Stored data
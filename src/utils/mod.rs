//! Utilities
//!
//! Bounded stream collection shared by the controller and the judge layer.

pub mod output;
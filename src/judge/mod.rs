//! Judge layer.
//!
//! Compiles a submission into a run-scoped workspace and launches the
//! artifact through the sandbox. Compiler diagnostics are passed through
//! verbatim, never parsed.

pub mod compiler;
pub mod workspace;

use crate::config::types::{SandboxConfig, SandboxError};
use crate::core::controller::SandboxedProcess;
use std::process::Child;
use thiserror::Error;

pub use compiler::{CompiledExecutor, CompilerSpec, Launcher};
pub use workspace::Workspace;

#[derive(Error, Debug)]
pub enum JudgeError {
    /// The compiler rejected the submission; `output` is its merged output.
    #[error("Compilation failed:\n{output}")]
    Compile { output: String },

    #[error(transparent)]
    Sandbox(#[from] SandboxError),

    #[error("IO error: {0}")]
    Io(#[from] std::io::Error),
}

/// Something that can run a submission
pub trait Executor {
    /// Launch inside the sandbox with `time_limit` seconds and
    /// `memory_limit` KiB.
    fn launch(
        &self,
        time_limit: f64,
        memory_limit: u64,
        config: &SandboxConfig,
    ) -> Result<SandboxedProcess, JudgeError>;

    /// Run without any limits, e.g. for trusted checkers.
    fn launch_unsafe(&self, args: &[String]) -> Result<Child, JudgeError>;
}
//! Exception feedback extraction from captured stderr.
//!
//! A harness running inside the sandbox reports an uncaught exception as the
//! sentinel line followed by `<ExceptionType>:`. Large captures are skipped
//! outright so a hostile program cannot make the judge scan megabytes.

use crate::config::types::{FeedbackConfig, Result, SandboxError};
use once_cell::sync::Lazy;
use regex::bytes::Regex;

static DEFAULT_EXTRACTOR: Lazy<Option<FeedbackExtractor>> =
    Lazy::new(|| FeedbackExtractor::new(&FeedbackConfig::default()).ok());

#[derive(Clone, Debug)]
pub struct FeedbackExtractor {
    pattern: Regex,
    scan_limit: usize,
}

impl FeedbackExtractor {
    pub fn new(config: &FeedbackConfig) -> Result<Self> {
        // `.` stops at `\n`, so the capture never spans lines.
        let source = format!(r"(?-u){}\r?\n(.*?):", regex::escape(&config.sentinel));
        let pattern = Regex::new(&source)
            .map_err(|e| SandboxError::Config(format!("invalid feedback sentinel: {}", e)))?;
        Ok(Self {
            pattern,
            scan_limit: config.scan_limit,
        })
    }

    /// Extractor for `config`; the default configuration reuses one
    /// compiled pattern.
    pub fn for_config(config: &FeedbackConfig) -> Result<Self> {
        if *config == FeedbackConfig::default() {
            if let Some(extractor) = DEFAULT_EXTRACTOR.as_ref() {
                return Ok(extractor.clone());
            }
        }
        Self::new(config)
    }

    /// Exception type name reported on `stderr`, if any.
    pub fn extract(&self, stderr: &[u8]) -> Option<String> {
        if stderr.len() >= self.scan_limit {
            return None;
        }
        self.pattern
            .captures(stderr)
            .and_then(|caps| caps.get(1))
            .map(|m| String::from_utf8_lossy(m.as_bytes()).into_owned())
    }
}
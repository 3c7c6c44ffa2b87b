//! End-to-end runs through `SandboxedProcess`.
//!
//! Everything except the last test uses the rlimit backend so the suite
//! runs without root.

use limitbox::config::types::{EXCEPTION_SENTINEL, FORCED_EXIT_CODE};
use limitbox::{
    ExecutionStatus, LaunchRequest, OutputIntegrity, SandboxConfig, SandboxError, SandboxedProcess,
};
use nix::sys::signal::kill;
use std::time::{Duration, Instant};

fn sh(script: &str, time_limit: f64, memory_limit: u64) -> LaunchRequest {
    LaunchRequest::new("/bin/sh", "/", time_limit, memory_limit).args(["-c", script])
}

fn launch(request: &LaunchRequest) -> SandboxedProcess {
    SandboxedProcess::launch(request, &SandboxConfig::unprivileged()).unwrap()
}

#[test]
fn sleeping_child_hits_wall_limit() {
    let request = LaunchRequest::new("/bin/sleep", "/", 2.0, 262_144).arg("5");
    let mut process = launch(&request);
    let started = Instant::now();
    process.communicate(None).unwrap();
    assert!(started.elapsed() < Duration::from_secs(4));
    assert!(process.tle());
    assert!(!process.mle());
    assert_eq!(process.returncode(), Some(FORCED_EXIT_CODE));
    let report = process.report();
    assert_eq!(report.status, ExecutionStatus::TimeLimit);
    assert!(report.forced);
}

#[test]
fn busy_loop_hits_cpu_limit() {
    let mut process = launch(&sh("while :; do :; done", 1.0, 262_144));
    let started = Instant::now();
    process.communicate(None).unwrap();
    assert!(started.elapsed() < Duration::from_secs(4));
    assert!(process.tle());
    assert_eq!(process.report().status, ExecutionStatus::TimeLimit);
}

#[test]
fn growing_string_hits_memory_limit() {
    let mut process = launch(&sh("s=x; while :; do s=\"$s$s\"; done", 10.0, 16_384));
    let started = Instant::now();
    process.communicate(None).unwrap();
    assert!(started.elapsed() < Duration::from_secs(8));
    assert!(process.mle());
    assert!(!process.tle());
    assert!(process.max_memory().unwrap() > 16_384);
    assert_eq!(process.report().status, ExecutionStatus::MemoryLimit);
}

#[test]
fn input_reaches_child() {
    let request = LaunchRequest::new("/bin/cat", "/", 5.0, 262_144);
    let mut process = launch(&request);
    let (stdout, stderr) = process.communicate(Some(b"hello\nworld\n")).unwrap();
    assert_eq!(stdout, b"hello\nworld\n");
    assert!(stderr.is_empty());
    assert_eq!(process.returncode(), Some(0));
}

#[test]
fn bare_program_name_is_resolved() {
    let request = LaunchRequest::new("echo", "/", 5.0, 262_144).arg("found");
    let mut process = launch(&request);
    let (stdout, _) = process.communicate(None).unwrap();
    assert_eq!(stdout, b"found\n");
}

#[test]
fn bounded_capture_truncates_but_drains() {
    let mut process = launch(&sh("yes | head -c 100000; echo done >&2", 5.0, 262_144));
    let (stdout, stderr) = process
        .safe_communicate(None, 1000, usize::MAX)
        .unwrap();
    assert_eq!(stdout.len(), 1000);
    assert_eq!(stderr, b"done\n");
    let report = process.report();
    assert_eq!(report.stdout_integrity, OutputIntegrity::TruncatedByJudgeLimit);
    assert_eq!(report.stderr_integrity, OutputIntegrity::Complete);
    assert_eq!(report.status, ExecutionStatus::Ok);
}

#[test]
fn reported_exception_becomes_feedback() {
    let script = format!(
        "printf '%s\\nValueError: invalid literal\\n' '{}' >&2; exit 1",
        EXCEPTION_SENTINEL
    );
    let mut process = launch(&sh(&script, 5.0, 262_144));
    process.communicate(None).unwrap();
    assert_eq!(process.feedback(), Some("ValueError"));
    assert_eq!(process.returncode(), Some(1));
    assert_eq!(process.report().status, ExecutionStatus::RuntimeError);
}

#[test]
fn nonzero_exit_is_runtime_error() {
    let mut process = launch(&sh("exit 3", 5.0, 262_144));
    assert_eq!(process.wait().unwrap(), 3);
    assert_eq!(process.feedback(), None);
    let report = process.report();
    assert_eq!(report.status, ExecutionStatus::RuntimeError);
    assert!(!report.forced);
}

#[test]
fn wait_enforces_time_limit() {
    let request = LaunchRequest::new("/bin/sleep", "/", 1.0, 262_144).arg("10");
    let mut process = launch(&request);
    let started = Instant::now();
    assert_eq!(process.wait().unwrap(), FORCED_EXIT_CODE);
    assert!(started.elapsed() < Duration::from_secs(5));
    assert!(process.tle());
}

#[test]
fn missing_executable_is_setup_failure() {
    let request = LaunchRequest::new("/nonexistent/limitbox-program", "/", 1.0, 65_536);
    let err = SandboxedProcess::launch(&request, &SandboxConfig::unprivileged()).unwrap_err();
    assert!(err.is_setup_failure(), "unexpected error: {}", err);
}

#[test]
fn missing_workdir_is_setup_failure() {
    let request = LaunchRequest::new("/bin/true", "/nonexistent/limitbox-dir", 1.0, 65_536);
    let err = SandboxedProcess::launch(&request, &SandboxConfig::unprivileged()).unwrap_err();
    assert!(matches!(err, SandboxError::Setup(_)));
}

#[test]
fn dropping_running_process_kills_it() {
    let request = LaunchRequest::new("/bin/sleep", "/", 60.0, 262_144).arg("30");
    let process = launch(&request);
    let pid = process.pid();
    assert!(kill(pid, None).is_ok());
    drop(process);
    assert!(kill(pid, None).is_err());
}

#[test]
fn report_serializes_verdict() {
    let mut process = launch(&sh("echo out", 5.0, 262_144));
    process.communicate(None).unwrap();
    let json = process.report().to_json().unwrap();
    assert!(json.contains("\"status\": \"OK\""));
    assert!(json.contains("\"backend\": \"rlimit\""));
    assert!(json.contains("\"stdout\": \"out\\n\""));
}

#[test]
fn background_survivor_is_bounded_by_wall_limit() {
    let mut process = launch(&sh("sleep 30 & echo hi", 1.0, 262_144));
    let started = Instant::now();
    let (stdout, _) = process.communicate(None).unwrap();
    assert!(started.elapsed() < Duration::from_secs(5));
    assert_eq!(stdout, b"hi\n");
    assert!(process.tle());
    assert_eq!(process.report().status, ExecutionStatus::TimeLimit);
}

#[test]
fn survivors_are_killed_when_leader_is_reaped() {
    let mut process = launch(&sh("sleep 30 & exit 0", 5.0, 262_144));
    assert_eq!(process.wait().unwrap(), 0);
    let started = Instant::now();
    process.communicate(None).unwrap();
    assert!(started.elapsed() < Duration::from_secs(3));
    assert!(!process.tle());
    assert_eq!(process.report().status, ExecutionStatus::Ok);
}

#[test]
fn cgroup_backend_runs_or_refuses_cleanly() {
    let request = sh("echo cgroup", 5.0, 262_144);
    match SandboxedProcess::launch(&request, &SandboxConfig::default()) {
        Ok(mut process) => {
            let (stdout, _) = process.communicate(None).unwrap();
            assert_eq!(stdout, b"cgroup\n");
            assert_eq!(process.report().status, ExecutionStatus::Ok);
        }
        Err(e) => {
            assert!(e.is_setup_failure(), "unexpected error: {}", e);
            eprintln!("cgroup v2 unavailable, skipping: {}", e);
        }
    }
}
//! Resource-limited group abstraction with cgroup v2 and rlimit backends.

use crate::config::types::{BackendKind, Result, SandboxConfig, SandboxError};
use crate::kernel::cgroup::rlimit::RlimitGroup;
use crate::kernel::cgroup::v2::CgroupV2Group;
use crate::kernel::notify::NotificationSource;
use crate::kernel::process::ChildProcess;
use nix::unistd::Pid;
use serde::{Deserialize, Serialize};
use std::fmt;
use std::path::Path;
use std::sync::Arc;
use std::time::Duration;

/// Identity of one group; carried by every notification event.
#[derive(Clone, Debug, PartialEq, Eq, Hash, Serialize, Deserialize)]
pub struct GroupId(String);

impl GroupId {
    pub fn generate() -> Self {
        GroupId(uuid::Uuid::new_v4().to_string())
    }

    pub fn as_str(&self) -> &str {
        &self.0
    }
}

impl From<&str> for GroupId {
    fn from(value: &str) -> Self {
        GroupId(value.to_string())
    }
}

impl fmt::Display for GroupId {
    fn fmt(&self, f: &mut fmt::Formatter<'_>) -> fmt::Result {
        f.write_str(&self.0)
    }
}

/// A resource limit installed in the child right before exec.
#[derive(Clone, Copy, Debug, PartialEq, Eq)]
pub struct ChildRlimit {
    pub resource: libc::__rlimit_resource_t,
    pub soft: libc::rlim_t,
    pub hard: libc::rlim_t,
}

/// Limits fixed at group creation
#[derive(Clone, Copy, Debug, PartialEq)]
pub struct GroupLimits {
    /// Wall-clock and CPU budget in seconds
    pub time_limit: f64,
    /// Memory ceiling in KiB
    pub memory_limit_kb: u64,
    /// Maximum number of live processes
    pub process_limit: u32,
}

impl GroupLimits {
    pub fn new(time_limit: f64, memory_limit_kb: u64, process_limit: u32) -> Self {
        Self {
            time_limit,
            memory_limit_kb,
            process_limit: process_limit.max(1),
        }
    }

    pub fn memory_limit_bytes(&self) -> u64 {
        self.memory_limit_kb.saturating_mul(1024)
    }

    /// RLIMIT_CPU granularity is whole seconds, so the budget rounds up.
    pub fn cpu_limit_secs(&self) -> u64 {
        (self.time_limit.ceil() as u64).max(1)
    }

    pub fn wall_limit(&self) -> Duration {
        Duration::try_from_secs_f64(self.time_limit).unwrap_or(Duration::MAX)
    }

    /// Limits applied inside the child on every backend.
    ///
    /// The hard CPU limit sits one second above the soft limit so the kernel
    /// delivers SIGXCPU before SIGKILL.
    pub fn child_rlimits(&self) -> Vec<ChildRlimit> {
        let cpu = self.cpu_limit_secs() as libc::rlim_t;
        vec![
            ChildRlimit {
                resource: libc::RLIMIT_CPU,
                soft: cpu,
                hard: cpu.saturating_add(1),
            },
            ChildRlimit {
                resource: libc::RLIMIT_CORE,
                soft: 0,
                hard: 0,
            },
        ]
    }
}

/// A kernel-level container that constrains one child.
///
/// Limits are immutable after creation. Dropping the group releases its
/// kernel object; callers drop it only after the child has been reaped.
pub trait LimitGroup: Send + Sync {
    fn id(&self) -> &GroupId;
    /// Concrete backend, never [`BackendKind::Auto`].
    fn kind(&self) -> BackendKind;
    fn limits(&self) -> &GroupLimits;
    /// Place a suspended child into the group.
    fn attach(&self, pid: Pid) -> Result<()>;
    /// Peak memory charged to the group in KiB, when the backend tracks it.
    fn peak_memory_kb(&self) -> Option<u64> {
        None
    }
    /// Open the notification channel observing this group.
    fn open_notifications(
        &self,
        child: &Arc<ChildProcess>,
        interval: Duration,
    ) -> Result<Box<dyn NotificationSource>>;
}

/// cgroup v2 is usable when the unified hierarchy is mounted.
pub fn cgroup_v2_available() -> bool {
    Path::new("/sys/fs/cgroup/cgroup.controllers").exists()
}

/// Backend `Auto` would resolve to on this host, ignoring privileges.
pub fn detect_backend() -> BackendKind {
    if cgroup_v2_available() {
        BackendKind::CgroupV2
    } else {
        BackendKind::Rlimit
    }
}

pub fn backend_name(kind: BackendKind) -> &'static str {
    match kind {
        BackendKind::Auto => "auto",
        BackendKind::CgroupV2 => "cgroup_v2",
        BackendKind::Rlimit => "rlimit",
    }
}

/// Create the group for one launch according to the configured backend.
pub fn create_limit_group(
    config: &SandboxConfig,
    limits: GroupLimits,
) -> Result<Box<dyn LimitGroup>> {
    log::info!(
        "Limit group selection: backend={}, strict_mode={}, detected={}",
        backend_name(config.backend),
        config.strict_mode,
        backend_name(detect_backend())
    );

    match config.backend {
        BackendKind::CgroupV2 => Ok(Box::new(CgroupV2Group::create(
            &config.cgroup_root,
            limits,
        )?)),
        BackendKind::Rlimit => {
            if config.strict_mode {
                return Err(SandboxError::Config(
                    "rlimit backend requested in strict mode".to_string(),
                ));
            }
            Ok(Box::new(RlimitGroup::new(limits)))
        }
        BackendKind::Auto => {
            let attempt = if cgroup_v2_available() {
                CgroupV2Group::create(&config.cgroup_root, limits)
            } else {
                Err(SandboxError::Cgroup(
                    "cgroup v2 hierarchy not mounted".to_string(),
                ))
            };
            match attempt {
                Ok(group) => {
                    log::info!("Using cgroup v2 group {}", group.id());
                    Ok(Box::new(group))
                }
                Err(e) if config.strict_mode => Err(SandboxError::Cgroup(format!(
                    "no cgroup backend usable in strict mode: {}",
                    e
                ))),
                Err(e) => {
                    log::warn!("cgroup v2 unusable ({}), falling back to rlimit group", e);
                    Ok(Box::new(RlimitGroup::new(limits)))
                }
            }
        }
    }
}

## About this task
Could you output, exactly and with nothing else, the lines from the start of the records through the line containing "use crate::core::controller::SandboxedProcess;"?

## Answer to this problem
filename src/utils/mod.rs
//! Utilities
//!
//! Bounded stream collection shared by the controller and the judge layer.

pub mod output;
filename src/judge/mod.rs
//! Judge layer.
//!
//! Compiles a submission into a run-scoped workspace and launches the
//! artifact through the sandbox. Compiler diagnostics are passed through
//! verbatim, never parsed.

pub mod compiler;
pub mod workspace;

use crate::config::types::{SandboxConfig, SandboxError};
use crate::core::controller::SandboxedProcess;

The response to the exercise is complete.